** Data to process follows **

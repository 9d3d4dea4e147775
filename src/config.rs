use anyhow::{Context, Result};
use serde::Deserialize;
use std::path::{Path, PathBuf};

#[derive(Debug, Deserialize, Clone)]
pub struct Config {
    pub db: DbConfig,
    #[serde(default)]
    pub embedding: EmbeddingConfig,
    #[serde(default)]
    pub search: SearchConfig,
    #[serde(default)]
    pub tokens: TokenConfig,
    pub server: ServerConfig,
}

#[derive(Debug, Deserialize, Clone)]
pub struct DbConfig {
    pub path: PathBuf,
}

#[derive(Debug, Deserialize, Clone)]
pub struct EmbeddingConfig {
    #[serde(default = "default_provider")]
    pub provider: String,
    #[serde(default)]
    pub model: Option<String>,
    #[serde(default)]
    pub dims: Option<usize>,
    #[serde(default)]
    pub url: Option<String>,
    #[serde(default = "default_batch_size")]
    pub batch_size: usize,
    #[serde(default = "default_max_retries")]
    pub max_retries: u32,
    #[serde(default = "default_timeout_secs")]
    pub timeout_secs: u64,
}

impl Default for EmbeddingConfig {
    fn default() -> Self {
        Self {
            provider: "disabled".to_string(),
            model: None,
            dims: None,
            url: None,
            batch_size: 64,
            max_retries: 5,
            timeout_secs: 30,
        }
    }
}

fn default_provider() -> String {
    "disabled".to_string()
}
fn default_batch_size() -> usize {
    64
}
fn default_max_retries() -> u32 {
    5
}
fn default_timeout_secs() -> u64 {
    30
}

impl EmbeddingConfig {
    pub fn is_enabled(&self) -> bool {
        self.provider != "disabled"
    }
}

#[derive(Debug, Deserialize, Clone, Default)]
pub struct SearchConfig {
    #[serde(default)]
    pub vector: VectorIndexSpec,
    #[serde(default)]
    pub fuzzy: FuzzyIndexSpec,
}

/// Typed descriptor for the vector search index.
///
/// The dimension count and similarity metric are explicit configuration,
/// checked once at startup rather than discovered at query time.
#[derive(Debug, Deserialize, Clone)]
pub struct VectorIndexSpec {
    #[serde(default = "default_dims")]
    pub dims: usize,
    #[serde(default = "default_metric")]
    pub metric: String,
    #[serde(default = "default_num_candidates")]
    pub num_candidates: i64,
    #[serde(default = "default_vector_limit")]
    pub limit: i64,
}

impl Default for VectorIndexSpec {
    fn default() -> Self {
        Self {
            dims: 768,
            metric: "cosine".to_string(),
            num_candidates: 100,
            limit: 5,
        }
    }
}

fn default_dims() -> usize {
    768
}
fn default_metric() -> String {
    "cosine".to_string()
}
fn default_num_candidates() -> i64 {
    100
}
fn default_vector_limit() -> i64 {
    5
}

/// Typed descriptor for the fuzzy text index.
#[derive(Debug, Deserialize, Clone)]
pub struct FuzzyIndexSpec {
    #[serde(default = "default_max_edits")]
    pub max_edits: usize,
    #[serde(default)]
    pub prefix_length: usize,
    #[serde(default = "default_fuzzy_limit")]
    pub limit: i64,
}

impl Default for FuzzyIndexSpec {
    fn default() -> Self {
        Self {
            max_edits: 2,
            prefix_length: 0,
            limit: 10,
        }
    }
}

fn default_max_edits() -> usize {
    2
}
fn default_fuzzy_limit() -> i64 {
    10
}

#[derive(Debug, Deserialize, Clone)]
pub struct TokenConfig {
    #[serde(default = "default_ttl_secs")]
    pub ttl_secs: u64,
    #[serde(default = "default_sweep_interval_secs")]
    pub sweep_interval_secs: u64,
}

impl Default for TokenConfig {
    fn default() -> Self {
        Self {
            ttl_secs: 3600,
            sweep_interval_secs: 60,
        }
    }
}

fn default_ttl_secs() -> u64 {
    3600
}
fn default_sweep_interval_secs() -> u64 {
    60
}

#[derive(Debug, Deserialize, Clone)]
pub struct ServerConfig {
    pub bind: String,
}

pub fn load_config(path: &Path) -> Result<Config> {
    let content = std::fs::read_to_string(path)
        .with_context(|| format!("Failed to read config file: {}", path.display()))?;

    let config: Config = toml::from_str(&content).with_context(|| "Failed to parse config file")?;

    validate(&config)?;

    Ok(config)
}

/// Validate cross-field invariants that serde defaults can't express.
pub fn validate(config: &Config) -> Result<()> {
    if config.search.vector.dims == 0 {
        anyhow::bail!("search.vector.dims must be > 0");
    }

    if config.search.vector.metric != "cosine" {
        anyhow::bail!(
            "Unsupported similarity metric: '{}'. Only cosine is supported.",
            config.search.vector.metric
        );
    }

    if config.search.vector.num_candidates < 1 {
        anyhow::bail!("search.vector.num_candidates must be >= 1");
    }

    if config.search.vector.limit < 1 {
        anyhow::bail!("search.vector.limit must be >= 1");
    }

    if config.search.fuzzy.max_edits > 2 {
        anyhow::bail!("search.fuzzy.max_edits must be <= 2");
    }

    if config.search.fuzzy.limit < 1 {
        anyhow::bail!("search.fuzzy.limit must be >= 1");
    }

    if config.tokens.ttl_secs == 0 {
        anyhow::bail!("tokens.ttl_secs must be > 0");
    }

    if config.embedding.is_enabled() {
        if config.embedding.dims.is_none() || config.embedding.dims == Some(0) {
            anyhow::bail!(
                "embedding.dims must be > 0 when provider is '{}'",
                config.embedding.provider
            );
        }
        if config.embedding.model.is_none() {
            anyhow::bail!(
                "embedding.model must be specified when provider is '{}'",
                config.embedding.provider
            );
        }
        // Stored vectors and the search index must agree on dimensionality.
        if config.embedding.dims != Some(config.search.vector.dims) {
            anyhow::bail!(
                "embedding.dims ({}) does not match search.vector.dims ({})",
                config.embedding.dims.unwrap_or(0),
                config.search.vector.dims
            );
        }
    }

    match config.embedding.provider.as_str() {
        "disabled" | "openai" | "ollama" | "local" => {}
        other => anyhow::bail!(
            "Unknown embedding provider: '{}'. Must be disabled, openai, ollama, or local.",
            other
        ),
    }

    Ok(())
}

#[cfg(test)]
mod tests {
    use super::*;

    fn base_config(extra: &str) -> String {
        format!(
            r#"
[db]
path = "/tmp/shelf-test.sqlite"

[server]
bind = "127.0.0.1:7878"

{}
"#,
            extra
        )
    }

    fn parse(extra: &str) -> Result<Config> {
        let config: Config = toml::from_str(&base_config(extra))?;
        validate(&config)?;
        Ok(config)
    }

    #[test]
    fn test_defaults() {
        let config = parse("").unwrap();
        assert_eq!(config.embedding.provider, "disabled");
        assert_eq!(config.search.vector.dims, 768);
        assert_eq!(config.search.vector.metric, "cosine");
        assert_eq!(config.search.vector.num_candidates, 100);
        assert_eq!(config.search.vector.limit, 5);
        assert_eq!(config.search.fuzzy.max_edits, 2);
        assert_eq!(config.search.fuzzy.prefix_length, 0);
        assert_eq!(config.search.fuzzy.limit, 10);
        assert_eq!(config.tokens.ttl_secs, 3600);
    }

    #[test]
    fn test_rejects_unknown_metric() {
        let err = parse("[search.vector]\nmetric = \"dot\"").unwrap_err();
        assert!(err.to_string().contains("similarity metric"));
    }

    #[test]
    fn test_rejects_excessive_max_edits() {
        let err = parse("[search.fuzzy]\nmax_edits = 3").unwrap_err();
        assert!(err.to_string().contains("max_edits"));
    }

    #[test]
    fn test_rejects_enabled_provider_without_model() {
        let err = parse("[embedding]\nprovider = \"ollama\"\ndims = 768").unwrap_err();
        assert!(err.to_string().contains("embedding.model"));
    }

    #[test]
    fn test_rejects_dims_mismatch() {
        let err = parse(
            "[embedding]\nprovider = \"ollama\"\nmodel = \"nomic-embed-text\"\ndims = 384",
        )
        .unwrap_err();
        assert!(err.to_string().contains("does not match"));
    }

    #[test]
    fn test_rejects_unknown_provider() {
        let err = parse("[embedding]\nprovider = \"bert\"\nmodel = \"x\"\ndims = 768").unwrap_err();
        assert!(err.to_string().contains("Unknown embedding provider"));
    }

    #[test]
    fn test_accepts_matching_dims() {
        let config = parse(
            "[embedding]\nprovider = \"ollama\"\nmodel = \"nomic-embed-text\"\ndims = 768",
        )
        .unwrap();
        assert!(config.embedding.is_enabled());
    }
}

** End of Data to process **

_Task brief_. Exactly one number is the answer: how many lines in the data include the word "parse".

_Exercise output_. 9